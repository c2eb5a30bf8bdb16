//! Authentication API handlers.

use axum::{
    extract::State,
    http::StatusCode,
    response::{IntoResponse, Redirect},
    Json,
};
use tower_sessions::Session;

use crate::{
    model::{api::ErrorDto, page::LOGIN_ROUTE, user::UserDto},
    server::{
        controller::util::get_user::get_user_from_session,
        error::Error,
        model::{app::AppState, session::user::SessionUserId},
    },
};

/// OpenAPI tag grouping the authentication routes.
pub static AUTH_TAG: &str = "auth";

/// Get the signed-in user
///
/// # Responses
/// - 200 (Success): The user stored in the session
/// - 404 (Not Found): No user in session, or the session's user no longer exists
/// - 500 (Internal Server Error): The session or user lookup failed
#[utoipa::path(
    get,
    path = "/api/auth/user",
    tag = AUTH_TAG,
    responses(
        (status = 200, description = "Success when retrieving user information", body = UserDto),
        (status = 404, description = "User not found", body = ErrorDto),
        (status = 500, description = "Internal server error", body = ErrorDto)
    ),
)]
pub async fn get_user(
    State(state): State<AppState>,
    session: Session,
) -> Result<impl IntoResponse, Error> {
    let user = get_user_from_session(&state, &session).await?;

    Ok((StatusCode::OK, Json(user)))
}

/// Logs the user out by clearing their session
///
/// # Responses
/// - 307 (Temporary Redirect): Successfully logged out, redirect to login route
/// - 500 (Internal Server Error): There was an issue reading the session
#[utoipa::path(
    get,
    path = "/api/auth/logout",
    tag = AUTH_TAG,
    responses(
        (status = 307, description = "Logged out, redirecting to the login page"),
        (status = 500, description = "Internal server error", body = ErrorDto)
    ),
)]
pub async fn logout(session: Session) -> Result<impl IntoResponse, Error> {
    let maybe_user_id = SessionUserId::get(&session).await?;

    // Only sessions holding a user have anything to clear
    if maybe_user_id.is_some() {
        session.clear().await;
    }

    Ok(Redirect::temporary(LOGIN_ROUTE))
}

· · · · ·

Task prompt
Each line of the entries that holds "UserDto" should be counted, and only the total given.

Answer to this problem
2